Development of automatic Amharic speech recognizer

Yitagessu Birhanu Gebremedhin; Rüdiger Hoffmann

Development of automatic Amharic speech recognizer

Authors: Yitagessu Birhanu Gebremedhin, Rüdiger Hoffmann

Abstract:

Amharic is one of the least researched languages in the world. Particularly, speech and language technologies for this language are almost nonexistent. Off the rack speech corpuses, lexical models and language models are not available and this makes the task of building automatic Amharic speech recognizers very challenging. We present initial results in the development of Amharic speech recognizer. The most important components of the speech recognizer; namely the speech corpus, the lexical model and the language model are developed from scratch. The Amharic speech corpus was collected from people of different age range and gender in such a way that it has all the syllables in an approximately reasonable proportion. A lexical model consisting of hundreds of thousands of words and a Finite-State-Automata based language model are also prepared.

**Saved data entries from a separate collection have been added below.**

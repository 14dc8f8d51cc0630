//! Owns one [`QueueProcessor`] per active queue.

use crate::config::{QueueConfig, ServiceConfig};
use async_trait::async_trait;
use redrive_core::{
    EventSink, HttpMessageProcessor, MessageProcessor, ProcessorStats, QueueClient, QueueError,
    QueueProcessor, SqsQueueClient,
};
use std::sync::Arc;
use tracing::{info, warn};

#[cfg(test)]
#[path = "supervisor_tests.rs"]
mod tests;

/// Creates the queue transport for a configured queue
#[async_trait]
pub trait QueueClientFactory: Send + Sync {
    async fn create(&self, queue: &QueueConfig) -> Result<Arc<dyn QueueClient>, QueueError>;
}

/// Connects every queue to SQS
#[derive(Debug, Default, Clone, Copy)]
pub struct SqsQueueClientFactory;

#[async_trait]
impl QueueClientFactory for SqsQueueClientFactory {
    async fn create(&self, queue: &QueueConfig) -> Result<Arc<dyn QueueClient>, QueueError> {
        Ok(Arc::new(SqsQueueClient::from_config(&queue.source).await))
    }
}

/// Error building a supervisor
#[derive(Debug, thiserror::Error)]
#[error("Failed to create queue client for '{alias}': {source}")]
pub struct SupervisorError {
    pub alias: String,
    #[source]
    pub source: QueueError,
}

pub struct Supervisor {
    processors: Vec<QueueProcessor>,
}

impl Supervisor {
    /// Build one processor per active queue, all sharing a single HTTP processor
    pub async fn from_config(
        config: &ServiceConfig,
        factory: &dyn QueueClientFactory,
        events: Arc<dyn EventSink>,
    ) -> Result<Self, SupervisorError> {
        let message_processor: Arc<dyn MessageProcessor> =
            Arc::new(HttpMessageProcessor::with_event_sink(Arc::clone(&events)));

        for queue in config.inactive_queues() {
            info!(alias = %queue.alias(), "Queue is inactive; skipping");
        }

        let mut processors = Vec::new();
        for queue in config.active_queues() {
            let queue_client =
                factory
                    .create(queue)
                    .await
                    .map_err(|source| SupervisorError {
                        alias: queue.alias().to_string(),
                        source,
                    })?;

            let processor = QueueProcessor::new(
                queue_client,
                Arc::clone(&message_processor),
                queue.redrive.clone(),
            )
            .with_event_sink(Arc::clone(&events))
            .with_shutdown_grace(config.shutdown_timeout());

            info!(
                alias = %queue.alias(),
                queue_url = %queue.source.queue_url,
                redrive_url = %queue.redrive.redrive_url,
                method = %queue.redrive.http_method(),
                "Configured queue processor"
            );
            processors.push(processor);
        }

        if processors.is_empty() {
            warn!("No active queues configured");
        }

        Ok(Self { processors })
    }

    pub fn len(&self) -> usize {
        self.processors.len()
    }

    pub fn is_empty(&self) -> bool {
        self.processors.is_empty()
    }

    pub fn aliases(&self) -> Vec<&str> {
        self.processors.iter().map(|p| p.alias()).collect()
    }

    pub fn stats(&self) -> Vec<(String, ProcessorStats)> {
        self.processors
            .iter()
            .map(|p| (p.alias().to_string(), p.stats()))
            .collect()
    }

    pub async fn start_all(&self) {
        for processor in &self.processors {
            processor.start().await;
        }
    }

    /// Stop every processor concurrently, so shutdown takes at most one grace period
    pub async fn stop_all(&self) {
        futures::future::join_all(self.processors.iter().map(|p| p.stop())).await;
    }
}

The speech recognizer is being developed using the UASR (Unified Approach to Speech Synthesis and Recognition) toolkit of TU Dresden and when it is ready we will integrate it with other modules for further research work, particularly in the development of Amharic speech to Ethiopian Sign Language (ESL) converter.

Year: 2011
In session: Poster zu verschiedenen Themenbereichen
Pages: 118 to 122